We used standardized DLQI questionnaire to measure the impact of HT on the QoL. There was a statistically significant reduction in DLQI scores both at T2 and T3, comparing to the baseline. Special interest of our study was assessment of possibility of HT in improving the QoL in the long run. Surprisingly, our results showed a reduction in DLQI score by 31.57% (p < 0.001) at T3 comparing to T1 value. These results imply long-term benefits of HT in improving the QoL in patients with AD. Similar outcomes, regarding the long-lasting improvement in the QoL are in accordance with the study conducted by Karppinen et al. in 2015, when the authors assessed the effects of HT using DLQI questionnaire both in patients with psoriasis and AD. The long-lasting improvement in the QoL 3 months after 2-week HT was not achieved among the patients with psoriasis. Contrary to that, they did prove long-term (3 months after 2-week HT) improvement in QoL in patients with AD [27]. We believe that these results are fairly encouraging and may be a turning point for posing HT on a higher level of the treatment ladder, especially in the countries with plenty of sunshine hours [29]. However, there is a considerable demand for more scientific research studies assessing the long-term effects of HT on the QoL in patients with AD.

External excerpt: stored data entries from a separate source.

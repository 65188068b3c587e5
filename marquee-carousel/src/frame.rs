//! Per-frame event coalescing.
//!
//! Hosts deliver scroll and resize events far more often than they paint.
//! A [`FrameCoalescer`] keeps only the most recent value between frames and
//! asks for a single frame callback per burst: the first submission in a
//! frame returns `true` (request a frame), later ones just overwrite the
//! pending value. At frame time [`take`](FrameCoalescer::take) hands back the
//! latest value and clears the pending flag. Intermediate values are dropped,
//! never queued.

#[derive(Debug, Clone)]
pub struct FrameCoalescer<T> {
    latest: Option<T>,
    pending: bool,
    dropped: u64,
}

impl<T> Default for FrameCoalescer<T> {
    fn default() -> Self {
        Self {
            latest: None,
            pending: false,
            dropped: 0,
        }
    }
}

impl<T> FrameCoalescer<T> {
    pub fn new() -> Self {
        Self::default()
    }

    /// Record a value; returns `true` when the caller should request a frame.
    pub fn submit(&mut self, value: T) -> bool {
        if self.latest.replace(value).is_some() {
            self.dropped += 1;
        }
        let request = !self.pending;
        self.pending = true;
        request
    }

    pub fn is_pending(&self) -> bool {
        self.pending
    }

    /// Latest value submitted since the previous frame, if any.
    pub fn take(&mut self) -> Option<T> {
        self.pending = false;
        self.latest.take()
    }

    /// Values overwritten before a frame consumed them.
    pub fn dropped(&self) -> u64 {
        self.dropped
    }
}
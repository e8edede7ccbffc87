// cli.rs - Command-line flags layered over the optional config file

use std::path::PathBuf;

use anyhow::{Context, Result};
use clap::{value_parser, Arg, ArgAction, ArgMatches, Command};
use conway::LifeConfig;

pub fn command() -> Command<'static> {
    Command::new("conway")
        .about("Conway's Game of Life")
        .arg(
            Arg::new("config")
                .short('c')
                .long("config")
                .value_name("FILE")
                .takes_value(true)
                .value_parser(value_parser!(PathBuf))
                .help("JSON settings file"),
        )
        .arg(
            Arg::new("width")
                .long("width")
                .takes_value(true)
                .value_parser(value_parser!(usize))
                .help("Board width in cells"),
        )
        .arg(
            Arg::new("height")
                .long("height")
                .takes_value(true)
                .value_parser(value_parser!(usize))
                .help("Board height in cells"),
        )
        .arg(
            Arg::new("interval-ms")
                .long("interval-ms")
                .takes_value(true)
                .value_parser(value_parser!(u64))
                .help("Milliseconds between generations"),
        )
        .arg(
            Arg::new("seed")
                .long("seed")
                .takes_value(true)
                .value_parser(value_parser!(u64))
                .help("Fixed seed for the random fill"),
        )
        .arg(
            Arg::new("no-stop-on-cycle")
                .long("no-stop-on-cycle")
                .action(ArgAction::SetTrue)
                .help("Keep running when the board repeats itself"),
        )
}

/// Builds the effective settings: defaults, then the config file, then flags.
pub fn resolve(matches: &ArgMatches) -> Result<LifeConfig> {
    let mut config = match matches.get_one::<PathBuf>("config") {
        Some(path) => LifeConfig::from_json_file(path)
            .with_context(|| format!("loading settings from {}", path.display()))?,
        None => LifeConfig::default(),
    };

    if let Some(&width) = matches.get_one::<usize>("width") {
        config.width = width;
    }
    if let Some(&height) = matches.get_one::<usize>("height") {
        config.height = height;
    }
    if let Some(&interval) = matches.get_one::<u64>("interval-ms") {
        config.tick_interval_ms = interval;
    }
    if let Some(&seed) = matches.get_one::<u64>("seed") {
        config.rng_seed = Some(seed);
    }
    if matches.get_one::<bool>("no-stop-on-cycle").copied().unwrap_or(false) {
        config.stop_on_cycle = false;
    }

    config.validate().context("invalid command-line settings")?;
    Ok(config)
}

#[cfg(test)]
mod tests {
    use super::*;

    fn resolve_args(args: &[&str]) -> Result<LifeConfig> {
        let matches = command().try_get_matches_from(args)?;
        resolve(&matches)
    }

    #[test]
    fn no_flags_gives_defaults() {
        assert_eq!(resolve_args(&["conway"]).unwrap(), LifeConfig::default());
    }

    #[test]
    fn flags_override_defaults() {
        let config = resolve_args(&[
            "conway",
            "--width", "80",
            "--height", "24",
            "--interval-ms", "50",
            "--seed", "9",
            "--no-stop-on-cycle",
        ])
        .unwrap();
        assert_eq!((config.width, config.height), (80, 24));
        assert_eq!(config.tick_interval_ms, 50);
        assert_eq!(config.rng_seed, Some(9));
        assert!(!config.stop_on_cycle);
    }

    #[test]
    fn zero_width_is_rejected() {
        assert!(resolve_args(&["conway", "--width", "0"]).is_err());
    }

    #[test]
    fn non_numeric_height_is_rejected() {
        assert!(resolve_args(&["conway", "--height", "tall"]).is_err());
    }

    #[test]
    fn missing_config_file_is_reported() {
        let err = resolve_args(&["conway", "--config", "/nonexistent/conway.json"]).unwrap_err();
        assert!(err.to_string().contains("loading settings"));
    }
}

Using different statistical tools, we tried to find a correlation between patients’ age, comorbidities, duration of AD or BMI and DLQI/SCORAD/EASI change. No such correlation was confirmed. On the other hand, we did find a strongly negative correlation of individual EAS I scores both at T2 and T3 with mean individual UV index (r = –58; p = 0.002). This suggests that the higher the UV index, the lower the EASI score change (Figure 2).

Figure 2

Correlation between the mean UV index of each patient and the change in EASI score 14 days after HT


The main limitation of the study could be the absence of peer support due to individuality of the HT program. HT or climatotherapy usually includes meeting peers, mutual support among peers, practicing healthy lifestyle such as physical activity, psychological support and social well-being. All in all, natural UV therapy even in its individual form has been proved to have very satisfying long-acting effects among patients with atopic eczema, making it worthy of pursuing. Moreover, studies imply that HT has a persistent effect regarding the QoL. As HT is not recognized as a standard treatment modality among health care officials in many countries including ours, we believe that more studies with solid results would be helpful to include HT in the national health care policy programs for patients with atopic eczema. As mentioned, Montenegro is a country with plenty of sunshine hours, therefore organizing even group heliotherapies would not be excessively money-consuming.


The impressive and satisfying clinical and epidemiological results obtained in the presented study could be explained by following reasons: the favourable mechanism of action of UV lights on inflammatory dermatoses through its immediate and delayed effects, avoidance of well-known triggering and provocative factors during HT, as well as safe exposure to UV lights [30]. The HT model has been evaluated predominantly on patients with psoriasis, resulting in lack of firm data about its effects on the patients with AD. So far, studies have shown even more satisfying results regarding the QoL in patients with AD comparing to the patients suffering from psoriasis [27]. These results should encourage both physicians and patients to use this treatment option, as well as researchers to seek firm confirmation of the immediate and delayed effects of HT.


The study was conducted at the Department of Dermatovenerology, Clinical Center of Montenegro, Faculty of Medicine, University of Montenegro.

Conflict of interest

The authors declare no conflict of interest.